London Grip Poetry Review – John Harvey

Thomas Ovans is captivated by John Harvey’s skilful evocation of fond memories

Aslant
John Harvey  with photographs by Molly E Boiling
Shoestring Press
ISBN 978-1-912524-09-9
38pp   £10

As I begin to write this review it strikes me that one’s reading of a book can initially be influenced by what one had previously been reading. I came to this collection having just enjoyed another book that  robustly and self-confidently expressed irreverent and sceptical attitudes that I broadly agreed with. Aslant, by contrast, is a much more provisional, reflective and tender work and represented a refreshing change of tone that I hadn’t known I was more than ready for.

Aslant places John Harvey’s poems alongside evocative photographs by Molly Boiling which provide sharp-edged images of steps, shadows, girders and corners of high buildings. These pictures often suggest entrances and exits or incidental glimpses alongside the telling of a story. Hence they combine well with Harvey’s poems which usually have a strong narrative and reminiscent thread.

Molly Boiling is in fact John Harvey’s daughter and the satisfying coherence of words and images is enhanced by the fact that she sometimes appears within the poems. The opening poem ‘Curve’ places itself in time by stating “Our daughter is in Paris, / dreaming of becoming seventeen” which is the perfect curtain raiser to a delicate memory of a moment somewhat more than seventeen years previously:

What are you doing? you asked,
when, walking beside you, I first
threaded my fingers through yours.
Evening, it would have been, the air
about us urgent, electric,
my shoulder brushing yours.

That it would have been is such a cleverly subtle construction suggesting that memory is not cut-and-dried but can expand and come back to life more fully as it is revisited.

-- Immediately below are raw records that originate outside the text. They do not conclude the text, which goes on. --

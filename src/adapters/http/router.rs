//! Top-level HTTP router.
//!
//! Mounts every feature router under `/api`, adds `/health`, and wraps the
//! whole tree in the auth layer plus the usual request-id, tracing, CORS,
//! timeout and compression stack.

use std::time::Duration;

use axum::{
    http::{HeaderValue, Method},
    middleware,
    routing::get,
    Json, Router,
};
use serde_json::{json, Value};
use tower::ServiceBuilder;
use tower_http::{
    compression::CompressionLayer,
    cors::{AllowOrigin, Any, CorsLayer},
    request_id::{MakeRequestUuid, PropagateRequestIdLayer, SetRequestIdLayer},
    timeout::TimeoutLayer,
    trace::TraceLayer,
};

use super::advisory::{recommendation_routes, simulation_routes, AdvisoryHandlers};
use super::middleware::{auth_middleware, AuthState};
use super::portfolio::{portfolio_routes, PortfolioHandlers};
use super::profile::{profile_routes, ProfileHandlers};
use super::projects::{project_routes, ProjectHandlers};

/// Everything the API router needs to serve requests.
#[derive(Clone)]
pub struct ApiState {
    pub advisory: AdvisoryHandlers,
    pub projects: ProjectHandlers,
    pub profile: ProfileHandlers,
    pub portfolio: PortfolioHandlers,
    pub auth: AuthState,
}

/// Cross-cutting HTTP settings.
#[derive(Debug, Clone)]
pub struct RouterOptions {
    /// Allowed CORS origins; empty means any origin.
    pub cors_origins: Vec<String>,
    pub request_timeout: Duration,
}

impl Default for RouterOptions {
    fn default() -> Self {
        Self {
            cors_origins: Vec::new(),
            request_timeout: Duration::from_secs(30),
        }
    }
}

/// Builds the complete application router.
pub fn api_router(state: ApiState, options: &RouterOptions) -> Router {
    let api = Router::new()
        .nest("/recommendations", recommendation_routes(state.advisory.clone()))
        .nest("/simulations", simulation_routes(state.advisory))
        .nest("/projects", project_routes(state.projects))
        .nest("/profile", profile_routes(state.profile))
        .nest("/portfolio", portfolio_routes(state.portfolio))
        .layer(middleware::from_fn_with_state(state.auth, auth_middleware));

    Router::new()
        .route("/health", get(health))
        .nest("/api", api)
        .layer(
            ServiceBuilder::new()
                .layer(SetRequestIdLayer::x_request_id(MakeRequestUuid))
                .layer(TraceLayer::new_for_http())
                .layer(PropagateRequestIdLayer::x_request_id())
                .layer(cors_layer(&options.cors_origins))
                .layer(TimeoutLayer::new(options.request_timeout))
                .layer(CompressionLayer::new()),
        )
}

async fn health() -> Json<Value> {
    Json(json!({ "status": "ok", "service": "infravest" }))
}

fn cors_layer(origins: &[String]) -> CorsLayer {
    let layer = CorsLayer::new()
        .allow_methods([Method::GET, Method::POST, Method::PUT, Method::OPTIONS])
        .allow_headers(Any);

    if origins.is_empty() {
        return layer.allow_origin(Any);
    }

    let allowed: Vec<HeaderValue> = origins
        .iter()
        .filter_map(|origin| match origin.parse::<HeaderValue>() {
            Ok(value) => Some(value),
            Err(_) => {
                tracing::warn!(origin = %origin, "Ignoring invalid CORS origin");
                None
            }
        })
        .collect();

    layer.allow_origin(AllowOrigin::list(allowed))
}
//! ProjectRepository port for project persistence.

use async_trait::async_trait;

use crate::domain::foundation::{DomainError, ProjectId};
use crate::domain::project::Project;

/// Repository for infrastructure projects.
///
/// Implementations store the whole `Project` document; the advisory
/// engines assume whatever they load here is already schema-valid.
#[async_trait]
pub trait ProjectRepository: Send + Sync {
    /// Find a project by ID.
    async fn find_by_id(&self, id: &ProjectId) -> Result<Option<Project>, DomainError>;

    /// All projects, oldest first.
    async fn list(&self) -> Result<Vec<Project>, DomainError>;

    /// Insert or replace a project.
    async fn save(&self, project: &Project) -> Result<(), DomainError>;
}

#[cfg(test)]
mod tests {
    use super::*;

    #[allow(dead_code)]
    fn assert_object_safe(_: &dyn ProjectRepository) {}

    #[test]
    fn project_repository_is_send_sync() {
        fn assert_send_sync<T: Send + Sync + ?Sized>() {}
        assert_send_sync::<dyn ProjectRepository>();
    }
}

Harvey’s recollections and reflections on the past do not only depend on what he remembers but allow for the uninvited intrusion of ghosts “like the time my friend Sue looked up / and saw her father in the audience, / clear as day, as she was listening to Mahler 9.” Clearly Harvey is willing to borrow other people’s ghost stories and he also tells of his mother sometimes seeing her late husband “at the end of the bed when she awoke,/ the old sports coat, the one he counted second best, / in need still of needle and thread”. (That seemingly redundant extra information about the jacket is a typical Harvey touch for lending authenticity.) But second-hand stories sometimes give place to the speculatively personal when he goes on to wonder if one day

...
will I appear, unbidden, by your side?
The bench, perhaps, where we used to rest;
my shoulder, from nowhere, brushing yours,
so that you turn, surprised, a look of fear and recognition
stalling in your eyes.

If a sense of mortality seems to hover over much of this collection then ‘Epitaph’ suggests a reason.

Two or three years, the oncology doctor said
when we asked him the best prognosis.
...
Outside we turn toward each other and the words
catch in my throat like the buttons on a child’s coat,
fingers fumbling awkwardly, struggling to be free.

One of Harvey’s tactics for dealing with difficult situations is to draw encouragement from historical instances of mishaps that turned out unexpectedly well. For instance he tells the story of the thriving township of Bailey’s Mistake which was established when a ship carrying a load of lumber inadvertently ran aground and its captain decided to pretend he had always been intending to make landfall there and ordered the unloading of the timber to build an accidental settlement.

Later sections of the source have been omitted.